Above: The University of Georgia’s Stegeman Coliseum. 

By Rebecca McCarthy

For Rachel Schwartz, the president of Hillel at UGA, it was bad enough that the University of Georgia Homecoming Planning Committee booked a concert on Yom Kippur. Both Hillel and Rohr Chabad at UGA were told weeks ago about the Oct. 11 conflict.

But then Schwartz learned recently that NEEDTOBREATHE, the group playing the homecoming celebration, was a self-classified Christian rock band.

Taken together, those two developments were just too much. She had to speak out, even if Jewish students are only 5 percent of the UGA population.

“When we realized how upset Jewish students were, we contacted the administration to learn what we can do to make sure they feel included,” said Schwartz, 20, an international affairs major from Roswell. “I don’t think any of it is intentional, but we want to make sure this doesn’t happen again. It was like adding insult to injury.”

Two years ago, the independent UGA Athletic Association set the homecoming football game on Yom Kippur.
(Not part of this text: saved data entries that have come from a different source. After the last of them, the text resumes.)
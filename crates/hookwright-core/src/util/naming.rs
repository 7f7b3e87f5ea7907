//! Identifier case conversions used when deriving class, method, and label
//! names from machine names.

/// `entity_type.manager` to `EntityTypeManager`.
pub fn pascal_case(input: &str) -> String {
    input
        .split(|c: char| !c.is_ascii_alphanumeric())
        .filter(|part| !part.is_empty())
        .map(|part| {
            let mut chars = part.chars();
            match chars.next() {
                Some(first) => first.to_ascii_uppercase().to_string() + chars.as_str(),
                None => String::new(),
            }
        })
        .collect()
}

/// `entity_type.manager` to `entityTypeManager`.
pub fn camel_case(input: &str) -> String {
    let pascal = pascal_case(input);
    let mut chars = pascal.chars();
    match chars.next() {
        Some(first) => first.to_ascii_lowercase().to_string() + chars.as_str(),
        None => String::new(),
    }
}

/// `test_module` to `Test module`.
pub fn readable_name(machine_name: &str) -> String {
    let spaced = machine_name.replace('_', " ");
    let mut chars = spaced.chars();
    match chars.next() {
        Some(first) => first.to_ascii_uppercase().to_string() + chars.as_str(),
        None => String::new(),
    }
}

/// `MyCoolService` to `my_cool_service`.
pub fn snake_case(input: &str) -> String {
    let mut out = String::with_capacity(input.len() + 4);
    for (i, c) in input.chars().enumerate() {
        if c.is_ascii_uppercase() {
            if i > 0 && !out.ends_with('_') {
                out.push('_');
            }
            out.push(c.to_ascii_lowercase());
        } else if c.is_ascii_alphanumeric() {
            out.push(c);
        } else if !out.ends_with('_') && !out.is_empty() {
            out.push('_');
        }
    }
    out.trim_end_matches('_').to_string()
}
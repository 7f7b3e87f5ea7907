//! PHP file models: classes and procedural files.
//!
//! Both models keep named members as separately addressable blocks of lines
//! so that they can be merged into existing files member by member.

use crate::annotation::Annotation;
use crate::docblock::Docblock;
use std::collections::BTreeSet;

/// What kind of class-level member a block is.
#[derive(Debug, Clone, Copy, PartialEq, Eq, Hash, PartialOrd, Ord)]
pub enum MemberKind {
    /// `use SomeTrait;` inside the class body
    Trait,
    /// `const NAME = ...;`
    Constant,
    /// `protected $name;`
    Property,
    /// `public function name()`
    Method,
}

/// A named block of lines inside a class body.
#[derive(Debug, Clone, PartialEq, Eq)]
pub struct ClassMember {
    /// Member kind
    pub kind: MemberKind,
    /// Member name (without `$` for properties)
    pub name: String,
    /// Full lines including docblock, indented for the class body
    pub lines: Vec<String>,
}

impl ClassMember {
    /// Build a method from its parts.
    pub fn method(name: impl Into<String>, docblock: Docblock, declaration: &str, body: &[String]) -> Self {
        let mut lines = docblock.render_indented(2);
        lines.push(format!("  {} {{", declaration));
        for line in body {
            lines.push(indent_line(line, 4));
        }
        lines.push("  }".to_string());
        Self {
            kind: MemberKind::Method,
            name: name.into(),
            lines,
        }
    }

    /// Build a property from its parts.
    pub fn property(name: impl Into<String>, docblock: Docblock, declaration: &str) -> Self {
        let mut lines = docblock.render_indented(2);
        lines.push(format!("  {};", declaration.trim_end_matches(';')));
        Self {
            kind: MemberKind::Property,
            name: name.into(),
            lines,
        }
    }

    /// Build a constant.
    pub fn constant(name: impl Into<String>, docblock: Docblock, value: &str) -> Self {
        let name = name.into();
        let mut lines = docblock.render_indented(2);
        lines.push(format!("  const {} = {};", name, value));
        Self {
            kind: MemberKind::Constant,
            name,
            lines,
        }
    }

    /// A trait import inside the class body.
    pub fn trait_use(short_name: impl Into<String>) -> Self {
        let name = short_name.into();
        Self {
            kind: MemberKind::Trait,
            lines: vec![format!("  use {};", name)],
            name,
        }
    }
}

/// How plugin metadata is attached to a class.
#[derive(Debug, Clone, PartialEq, Eq)]
pub enum ClassMetadata {
    /// Doctrine annotation inside the docblock
    Annotation(Annotation),
    /// Native attribute above the class
    Attribute(Annotation),
}

/// A PHP class file.
///
/// ```
/// use hookwright_render::{ClassMember, Docblock, PhpClass};
///
/// let mut class = PhpClass::new("Drupal\\test_module", "Alpha");
/// class.docblock = Docblock::new("Alpha service.");
/// let short = class.import("Drupal\\Core\\Session\\AccountProxyInterface");
/// class.add_member(ClassMember::property("currentUser", Docblock::new("The current user."),
///     &format!("protected {} $currentUser", short)));
///
/// let text = class.render();
/// assert!(text.starts_with("<?php\n\nnamespace Drupal\\test_module;\n\nuse Drupal\\Core\\Session\\AccountProxyInterface;\n"));
/// assert!(text.contains("class Alpha {\n\n  /**\n   * The current user.\n"));
/// assert!(text.ends_with("  protected AccountProxyInterface $currentUser;\n\n}\n"));
/// ```
#[derive(Debug, Clone, PartialEq, Eq)]
pub struct PhpClass {
    /// Namespace without leading backslash
    pub namespace: String,
    /// Short class name
    pub name: String,
    /// `class`, `final class`, `abstract class`, `interface`, or `trait`
    pub keyword: String,
    /// Imports, sorted on output
    pub uses: BTreeSet<String>,
    /// Class docblock
    pub docblock: Docblock,
    /// Plugin metadata, if any
    pub metadata: Option<ClassMetadata>,
    /// Parent class short name
    pub extends: Option<String>,
    /// Implemented interface short names
    pub implements: Vec<String>,
    /// Class members in insertion order
    pub members: Vec<ClassMember>,
}

impl PhpClass {
    /// An empty class.
    pub fn new(namespace: impl Into<String>, name: impl Into<String>) -> Self {
        Self {
            namespace: namespace.into().trim_start_matches('\\').to_string(),
            name: name.into(),
            keyword: "class".to_string(),
            uses: BTreeSet::new(),
            docblock: Docblock::empty(),
            metadata: None,
            extends: None,
            implements: Vec::new(),
            members: Vec::new(),
        }
    }

    /// Fully-qualified class name.
    pub fn qualified_name(&self) -> String {
        format!("{}\\{}", self.namespace, self.name)
    }

    /// Import a class and return its short name for use in code.
    ///
    /// Classes in the same namespace need no import.
    pub fn import(&mut self, qualified: &str) -> String {
        let qualified = qualified.trim_start_matches('\\');
        let short = short_class_name(qualified).to_string();
        let namespace = qualified.rsplit_once('\\').map(|(ns, _)| ns).unwrap_or("");
        if namespace != self.namespace && !namespace.is_empty() {
            self.uses.insert(qualified.to_string());
        }
        short
    }

    /// Add a member, replacing any member of the same kind and name.
    pub fn add_member(&mut self, member: ClassMember) {
        match self
            .members
            .iter_mut()
            .find(|m| m.kind == member.kind && m.name == member.name)
        {
            Some(existing) => *existing = member,
            None => self.members.push(member),
        }
    }

    /// Whether a member exists.
    pub fn has_member(&self, kind: MemberKind, name: &str) -> bool {
        self.members.iter().any(|m| m.kind == kind && m.name == name)
    }

    /// Members in output order: traits, constants, properties, methods.
    pub fn ordered_members(&self) -> Vec<&ClassMember> {
        let mut members: Vec<&ClassMember> = self.members.iter().collect();
        members.sort_by_key(|m| m.kind);
        members
    }

    /// Lines up to and including the opening brace of the class.
    pub fn header_lines(&self) -> Vec<String> {
        let mut lines = vec!["<?php".to_string(), String::new()];
        if !self.namespace.is_empty() {
            lines.push(format!("namespace {};", self.namespace));
            lines.push(String::new());
        }
        if !self.uses.is_empty() {
            lines.extend(self.uses.iter().map(|u| format!("use {};", u)));
            lines.push(String::new());
        }

        let mut docblock = self.docblock.clone();
        if let Some(ClassMetadata::Annotation(annotation)) = &self.metadata {
            docblock = docblock.raw(annotation.render_annotation());
        }
        if !docblock.is_empty() {
            lines.extend(docblock.render());
        }
        if let Some(ClassMetadata::Attribute(attribute)) = &self.metadata {
            lines.extend(attribute.render_attribute());
        }

        let mut declaration = format!("{} {}", self.keyword, self.name);
        if let Some(parent) = &self.extends {
            declaration.push_str(&format!(" extends {}", parent));
        }
        if !self.implements.is_empty() {
            let keyword = if self.keyword == "interface" { "extends" } else { "implements" };
            declaration.push_str(&format!(" {} {}", keyword, self.implements.join(", ")));
        }
        declaration.push_str(" {");
        lines.push(declaration);
        lines
    }

    /// Render the file.
    pub fn render(&self) -> String {
        let mut lines = self.header_lines();
        lines.push(String::new());
        for member in self.ordered_members() {
            lines.extend(member.lines.iter().cloned());
            lines.push(String::new());
        }
        lines.push("}".to_string());
        join_lines(&lines)
    }
}

/// A top-level function in a procedural file.
#[derive(Debug, Clone, PartialEq, Eq)]
pub struct PhpFunction {
    /// Function name
    pub name: String,
    /// Full lines including docblock
    pub lines: Vec<String>,
}

impl PhpFunction {
    /// Build a function from a docblock, a declaration with the final name,
    /// and body lines.
    pub fn new(name: impl Into<String>, docblock: Docblock, declaration: &str, body: &[String]) -> Self {
        let mut lines = docblock.render();
        lines.push(format!("{} {{", declaration));
        for line in body {
            lines.push(indent_line(line, 2));
        }
        lines.push("}".to_string());
        Self {
            name: name.into(),
            lines,
        }
    }
}

/// A procedural PHP file such as `.module` or `.install`.
#[derive(Debug, Clone, PartialEq, Eq)]
pub struct ProceduralFile {
    /// `@file` description
    pub description: String,
    /// Imports
    pub uses: BTreeSet<String>,
    /// Functions in contribution order
    pub functions: Vec<PhpFunction>,
}

impl ProceduralFile {
    /// An empty file.
    pub fn new(description: impl Into<String>) -> Self {
        Self {
            description: description.into(),
            uses: BTreeSet::new(),
            functions: Vec::new(),
        }
    }

    /// Add a function, replacing one of the same name.
    pub fn add_function(&mut self, function: PhpFunction) {
        match self.functions.iter_mut().find(|f| f.name == function.name) {
            Some(existing) => *existing = function,
            None => self.functions.push(function),
        }
    }

    /// Lines before the first function.
    pub fn header_lines(&self) -> Vec<String> {
        let mut lines = vec!["<?php".to_string(), String::new()];
        lines.extend(
            Docblock::empty()
                .tag("file", "")
                .paragraph(self.description.clone())
                .render(),
        );
        lines.push(String::new());
        if !self.uses.is_empty() {
            lines.extend(self.uses.iter().map(|u| format!("use {};", u)));
            lines.push(String::new());
        }
        lines
    }

    /// Render the file.
    pub fn render(&self) -> String {
        let mut lines = self.header_lines();
        for (index, function) in self.functions.iter().enumerate() {
            if index > 0 {
                lines.push(String::new());
            }
            lines.extend(function.lines.iter().cloned());
        }
        join_lines(&lines)
    }
}

/// Last segment of a qualified class name.
pub fn short_class_name(qualified: &str) -> &str {
    qualified.rsplit('\\').next().unwrap_or(qualified)
}

fn indent_line(line: &str, indent: usize) -> String {
    if line.is_empty() {
        String::new()
    } else {
        format!("{}{}", " ".repeat(indent), line)
    }
}

/// Join lines into file text with exactly one trailing newline.
pub fn join_lines(lines: &[String]) -> String {
    let mut text = lines.join("\n");
    while text.ends_with('\n') {
        text.pop();
    }
    text.push('\n');
    text
}
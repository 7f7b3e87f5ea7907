//! Property definitions: the declarative schema of a component's request data.

use crate::defaults::DefaultContext;
use hookwright_types::{MetadataSource, PropertyFormat, Result};
use indexmap::IndexMap;
use serde::Serialize;
use serde_json::Value;
use std::fmt;
use std::sync::Arc;

/// A default computed from sibling values.
pub type DefaultFn = Arc<dyn Fn(&mut DefaultContext<'_>) -> Result<Value> + Send + Sync>;

/// Options computed from the metadata tables.
pub type OptionsFn = Arc<dyn Fn(&dyn MetadataSource) -> IndexMap<String, String> + Send + Sync>;

/// Extra validation run whenever a scalar value is set.
pub type ValidatorFn = Arc<dyn Fn(&Value) -> std::result::Result<(), String> + Send + Sync>;

/// Default value of a property.
#[derive(Clone)]
pub enum DefaultValue {
    /// A fixed value
    Literal(Value),
    /// A function of the item's siblings, evaluated once per item
    Computed(DefaultFn),
}

impl fmt::Debug for DefaultValue {
    fn fmt(&self, f: &mut fmt::Formatter<'_>) -> fmt::Result {
        match self {
            DefaultValue::Literal(v) => f.debug_tuple("Literal").field(v).finish(),
            DefaultValue::Computed(_) => f.write_str("Computed(..)"),
        }
    }
}

/// Enumerated options of a property.
#[derive(Clone)]
pub enum OptionsSource {
    /// Fixed list of value to label
    Static(IndexMap<String, String>),
    /// Computed from metadata on first use
    Computed(OptionsFn),
}

impl OptionsSource {
    /// Resolve to a concrete option list.
    pub fn resolve(&self, metadata: &dyn MetadataSource) -> IndexMap<String, String> {
        match self {
            OptionsSource::Static(options) => options.clone(),
            OptionsSource::Computed(f) => f(metadata),
        }
    }
}

impl fmt::Debug for OptionsSource {
    fn fmt(&self, f: &mut fmt::Formatter<'_>) -> fmt::Result {
        match self {
            OptionsSource::Static(o) => f.debug_tuple("Static").field(o).finish(),
            OptionsSource::Computed(_) => f.write_str("Computed(..)"),
        }
    }
}

/// Describes one field of a component's request schema.
///
/// Definitions are built with the chained constructors below:
///
/// ```
/// use hookwright_data::PropertyDefinition;
/// use serde_json::json;
///
/// let def = PropertyDefinition::complex("service")
///     .property(PropertyDefinition::string("service_name").required())
///     .property(PropertyDefinition::array("injected_services"))
///     .property(PropertyDefinition::boolean("lazy").default_value(json!(false)));
///
/// assert_eq!(def.properties.len(), 3);
/// assert!(def.properties["injected_services"].multiple);
/// ```
#[derive(Clone)]
pub struct PropertyDefinition {
    /// Property name
    pub name: String,
    /// UI label
    pub label: String,
    /// Longer help text
    pub description: Option<String>,
    /// Value format
    pub format: PropertyFormat,
    /// Unbounded ordered list of values
    pub multiple: bool,
    /// Must have a value once defaults are applied
    pub required: bool,
    /// Derived, never user-supplied
    pub computed: bool,
    /// Hidden from UIs but settable
    pub internal: bool,
    /// Filled from the requesting component's context
    pub acquired: bool,
    /// Default value
    pub default: Option<DefaultValue>,
    /// Enumerated options
    pub options: Option<OptionsSource>,
    /// Extra validators for scalar values
    pub validators: Vec<ValidatorFn>,
    /// Nested definitions for complex formats
    pub properties: IndexMap<String, Arc<PropertyDefinition>>,
    /// Component type whose schema this complex property takes
    pub component_type: Option<String>,
}

impl PropertyDefinition {
    /// Create a definition with every optional attribute at its default.
    pub fn new(name: impl Into<String>, format: PropertyFormat) -> Self {
        let name = name.into();
        Self {
            label: hookwright_core::util::readable_name(&name),
            name,
            description: None,
            multiple: format == PropertyFormat::Array,
            format,
            required: false,
            computed: false,
            internal: false,
            acquired: false,
            default: None,
            options: None,
            validators: Vec::new(),
            properties: IndexMap::new(),
            component_type: None,
        }
    }

    /// A single string.
    pub fn string(name: impl Into<String>) -> Self {
        Self::new(name, PropertyFormat::String)
    }

    /// A boolean flag.
    pub fn boolean(name: impl Into<String>) -> Self {
        Self::new(name, PropertyFormat::Boolean)
    }

    /// An ordered list of strings.
    pub fn array(name: impl Into<String>) -> Self {
        Self::new(name, PropertyFormat::Array)
    }

    /// A nested record.
    pub fn complex(name: impl Into<String>) -> Self {
        Self::new(name, PropertyFormat::Complex)
    }

    /// Free-form keyed data.
    pub fn mapping(name: impl Into<String>) -> Self {
        Self::new(name, PropertyFormat::Mapping)
    }

    /// Root definition of a component type.
    pub fn root(component_type: &str, properties: Vec<PropertyDefinition>) -> Self {
        let mut def = Self::complex(component_type);
        def.component_type = Some(component_type.to_string());
        for property in properties {
            def.properties.insert(property.name.clone(), Arc::new(property));
        }
        def
    }

    /// Set the UI label.
    pub fn label(mut self, label: impl Into<String>) -> Self {
        self.label = label.into();
        self
    }

    /// Set the help text.
    pub fn description(mut self, description: impl Into<String>) -> Self {
        self.description = Some(description.into());
        self
    }

    /// Make the property multi-valued.
    pub fn multiple(mut self) -> Self {
        self.multiple = true;
        self
    }

    /// Mark the property as required.
    pub fn required(mut self) -> Self {
        self.required = true;
        self
    }

    /// Mark the property as computed.
    pub fn computed(mut self) -> Self {
        self.computed = true;
        self
    }

    /// Mark the property as internal.
    pub fn internal(mut self) -> Self {
        self.internal = true;
        self
    }

    /// Mark the property as acquired from the requester.
    pub fn acquired(mut self) -> Self {
        self.acquired = true;
        self.internal = true;
        self
    }

    /// Set a literal default.
    pub fn default_value(mut self, value: Value) -> Self {
        self.default = Some(DefaultValue::Literal(value));
        self
    }

    /// Set a default computed from sibling values.
    pub fn default_fn<F>(mut self, f: F) -> Self
    where
        F: Fn(&mut DefaultContext<'_>) -> Result<Value> + Send + Sync + 'static,
    {
        self.default = Some(DefaultValue::Computed(Arc::new(f)));
        self
    }

    /// Set static options.
    pub fn options<I, K, V>(mut self, options: I) -> Self
    where
        I: IntoIterator<Item = (K, V)>,
        K: Into<String>,
        V: Into<String>,
    {
        self.options = Some(OptionsSource::Static(
            options.into_iter().map(|(k, v)| (k.into(), v.into())).collect(),
        ));
        self
    }

    /// Set options computed from metadata.
    pub fn options_fn<F>(mut self, f: F) -> Self
    where
        F: Fn(&dyn MetadataSource) -> IndexMap<String, String> + Send + Sync + 'static,
    {
        self.options = Some(OptionsSource::Computed(Arc::new(f)));
        self
    }

    /// Add a validator.
    pub fn validator<F>(mut self, f: F) -> Self
    where
        F: Fn(&Value) -> std::result::Result<(), String> + Send + Sync + 'static,
    {
        self.validators.push(Arc::new(f));
        self
    }

    /// Add a nested property.
    pub fn property(mut self, property: PropertyDefinition) -> Self {
        self.properties.insert(property.name.clone(), Arc::new(property));
        self
    }

    /// Take the nested schema of another component type.
    pub fn component(mut self, component_type: impl Into<String>) -> Self {
        self.component_type = Some(component_type.into());
        self
    }

    /// Whether the property is hidden from UI-facing schema output.
    pub fn is_hidden(&self) -> bool {
        self.computed || self.internal || self.acquired
    }

    /// The same definition, single-valued. Used for list entries.
    pub fn as_single(&self) -> PropertyDefinition {
        let mut single = self.clone();
        single.multiple = false;
        if single.format == PropertyFormat::Array {
            single.format = PropertyFormat::String;
        }
        single
    }

    /// Serializable description, optionally including hidden properties.
    pub fn summary(&self, metadata: Option<&dyn MetadataSource>, include_hidden: bool) -> PropertySummary {
        let properties = self
            .properties
            .values()
            .filter(|p| include_hidden || !p.is_hidden())
            .map(|p| (p.name.clone(), p.summary(metadata, include_hidden)))
            .collect();

        let options = match (&self.options, metadata) {
            (Some(OptionsSource::Static(o)), _) => Some(o.clone()),
            (Some(source), Some(metadata)) => Some(source.resolve(metadata)),
            _ => None,
        };

        PropertySummary {
            name: self.name.clone(),
            label: self.label.clone(),
            description: self.description.clone(),
            format: self.format,
            multiple: self.multiple,
            required: self.required,
            default: match &self.default {
                Some(DefaultValue::Literal(v)) => Some(v.clone()),
                _ => None,
            },
            options,
            properties,
        }
    }
}

impl fmt::Debug for PropertyDefinition {
    fn fmt(&self, f: &mut fmt::Formatter<'_>) -> fmt::Result {
        f.debug_struct("PropertyDefinition")
            .field("name", &self.name)
            .field("format", &self.format)
            .field("multiple", &self.multiple)
            .field("required", &self.required)
            .field("default", &self.default)
            .field("component_type", &self.component_type)
            .field("properties", &self.properties.keys().collect::<Vec<_>>())
            .finish()
    }
}

/// Serializable view of a property definition.
#[derive(Debug, Clone, PartialEq, Serialize)]
pub struct PropertySummary {
    /// Property name
    pub name: String,
    /// UI label
    pub label: String,
    /// Help text
    #[serde(skip_serializing_if = "Option::is_none")]
    pub description: Option<String>,
    /// Value format
    pub format: PropertyFormat,
    /// Multi-valued
    pub multiple: bool,
    /// Required
    pub required: bool,
    /// Literal default, if any
    #[serde(skip_serializing_if = "Option::is_none")]
    pub default: Option<Value>,
    /// Options, if any
    #[serde(skip_serializing_if = "Option::is_none")]
    pub options: Option<IndexMap<String, String>>,
    /// Nested properties
    #[serde(skip_serializing_if = "IndexMap::is_empty")]
    pub properties: IndexMap<String, PropertySummary>,
}
//! Extension generation.

use crate::ui::{self, FileStatus};
use anyhow::{bail, Context, Result};
use colored::Colorize;
use hookwright_core::util::load_yaml_file;
use hookwright_engine::{ExistingExtension, GeneratedFile, Pipeline};
use hookwright_generators::StaticMetadata;
use hookwright_types::{ExtensionReader, GenerationError, GeneratorConfig};
use serde_json::Value;
use std::path::{Path, PathBuf};
use tracing::debug;

/// Arguments of the generate command.
pub struct GenerateOptions<'a> {
    pub request: &'a Path,
    pub component_type: &'a str,
    pub output: Option<&'a Path>,
    pub existing: Option<&'a Path>,
    pub dry_run: bool,
    pub stdout: bool,
    pub metadata: Option<&'a Path>,
    pub quiet: bool,
}

pub fn execute(options: &GenerateOptions<'_>, config: GeneratorConfig) -> Result<()> {
    let data = load_request(options.request)?;
    let root_name = data
        .get("root_name")
        .and_then(Value::as_str)
        .unwrap_or_default()
        .to_string();

    let mut pipeline = Pipeline::new(config)?;
    if let Some(path) = options.metadata {
        let table = StaticMetadata::from_yaml_file(path)?;
        pipeline = pipeline.with_metadata(Box::new(table));
    }

    let output = match options.output {
        Some(path) => path.to_path_buf(),
        None if !root_name.is_empty() => PathBuf::from(&root_name),
        None => bail!("The request has no root_name; pass --output"),
    };

    let existing_dir = options
        .existing
        .map(Path::to_path_buf)
        .or_else(|| output.is_dir().then(|| output.clone()));
    let existing = match &existing_dir {
        Some(dir) => Some(
            ExistingExtension::load(dir)
                .with_context(|| format!("Failed to read existing extension {}", dir.display()))?,
        ),
        None => None,
    };
    debug!(existing = ?existing_dir, files = existing.as_ref().map_or(0, |e| e.len()), "Existing extension");

    if !options.quiet && !options.stdout {
        println!(
            "{} {} {}",
            "Generating".green().bold(),
            options.component_type,
            root_name.cyan()
        );
    }

    let result = pipeline
        .generate(
            options.component_type,
            data,
            existing.as_ref().map(|e| e as &dyn ExtensionReader),
        )
        .map_err(explain)?;

    if options.stdout {
        for file in result.files.values() {
            println!("{}", format!("==> {} <==", file.path).bold());
            print!("{}", file.content);
            println!();
        }
        return Ok(());
    }

    let statuses: Vec<(FileStatus, &GeneratedFile)> = result
        .files
        .values()
        .map(|file| (status(&output, file), file))
        .collect();
    if !options.quiet {
        for (status, file) in &statuses {
            ui::file(*status, &file.path);
        }
    }

    if options.dry_run {
        if !options.quiet {
            ui::note("Dry run: nothing written");
        }
        return Ok(());
    }

    let written = result
        .write_to(&output)
        .with_context(|| format!("Failed to write to {}", output.display()))?;
    if !options.quiet {
        ui::success(&format!("Wrote {} of {} files to {}", written.len(), statuses.len(), output.display()));
    }
    Ok(())
}

fn load_request(path: &Path) -> Result<Value> {
    let value = load_yaml_file(path).with_context(|| format!("Failed to read request {}", path.display()))?;
    match value {
        Value::Null => Ok(Value::Object(Default::default())),
        Value::Object(_) => Ok(value),
        _ => bail!("Request {} must be a mapping", path.display()),
    }
}

/// What writing `file` below `dir` would do.
fn status(dir: &Path, file: &GeneratedFile) -> FileStatus {
    match std::fs::read_to_string(dir.join(&file.path)) {
        Err(_) => FileStatus::Create,
        Ok(current) if file.is_unchanged(&current) => FileStatus::Unchanged,
        Ok(_) if file.merged => FileStatus::Merge,
        Ok(_) => FileStatus::Update,
    }
}

fn explain(error: GenerationError) -> anyhow::Error {
    if error.is_user_error() {
        anyhow::Error::new(error).context("Invalid request")
    } else {
        anyhow::Error::new(error)
    }
}

#[cfg(test)]
mod tests {
    use super::*;
    use hookwright_types::FileType;

    #[test]
    fn test_status_against_disk() {
        let dir = tempfile::tempdir().unwrap();
        std::fs::write(dir.path().join("same.yml"), "a: b\n").unwrap();
        std::fs::write(dir.path().join("old.module"), "<?php\n").unwrap();

        let same = GeneratedFile::new("same.yml", "a: b\n".to_string(), FileType::Yaml).existing(true);
        let merged = GeneratedFile::new("old.module", "<?php\n\n".to_string(), FileType::Procedural).existing(true);
        let new = GeneratedFile::new("new.module", "<?php\n".to_string(), FileType::Procedural);

        assert_eq!(status(dir.path(), &same), FileStatus::Unchanged);
        assert_eq!(status(dir.path(), &merged), FileStatus::Merge);
        assert_eq!(status(dir.path(), &new), FileStatus::Create);
    }

    #[test]
    fn test_request_must_be_a_mapping() {
        let dir = tempfile::tempdir().unwrap();
        let list = dir.path().join("list.yml");
        std::fs::write(&list, "- a\n- b\n").unwrap();
        assert!(load_request(&list).is_err());

        let empty = dir.path().join("empty.yml");
        std::fs::write(&empty, "").unwrap();
        assert_eq!(load_request(&empty).unwrap(), serde_json::json!({}));
    }
}
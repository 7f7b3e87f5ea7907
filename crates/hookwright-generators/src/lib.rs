//! # Hookwright Generators
//!
//! Component types and the interface the engine drives them through.
//!
//! - [`Generator`]: one resolved component occurrence. It names the components
//!   it needs, where its output is contained, and contributes to files.
//! - [`GeneratorRegistry`]: component type name to schema and factory.
//! - [`BuildContext`]: the shared set of output files generators contribute to.
//! - [`StaticMetadata`]: hook, plugin type, and service tables.

#![warn(missing_docs)]
#![warn(clippy::all)]

mod properties;

pub mod build;
pub mod components;
pub mod generator;
pub mod injection;
pub mod metadata;
pub mod registry;

pub use build::{Artifact, ArtifactBody, BuildContext, ComponentScope, YamlDocument};
pub use generator::{ContainmentLocation, ContainmentStep, Generator, Repeat, Requirement, RequirementContext};
pub use metadata::{MetadataTable, StaticMetadata};
pub use registry::{ComponentType, FactoryFn, GeneratorRegistry, SchemaFn};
The planning committee for homecoming events schedules “something every night, with the homecoming parade on the Friday before the game,” said Stan Jackson, the director of student affairs communications and marketing initiatives at UGA.

“It’s unfortunate the University Union didn’t schedule the concert on a different day, but I know it wasn’t done from a malicious place but from a lack of recognition,” Chabad Rabbi Michoel Refson said. “The university administration is understanding and sympathetic to Jewish students; they recognize it’s an oversight that shouldn’t have happened.”

Jackson said the date for the concert was the only day when the band and the venue, the university’s Stegeman Coliseum, were available. The date and time were set months ago; of course, the dates for the High Holidays were easily available then.

“They said this is the only day available,” Hillel’s Schwartz said. “We understand why it was done, but it doesn’t mean it was OK that it was done.”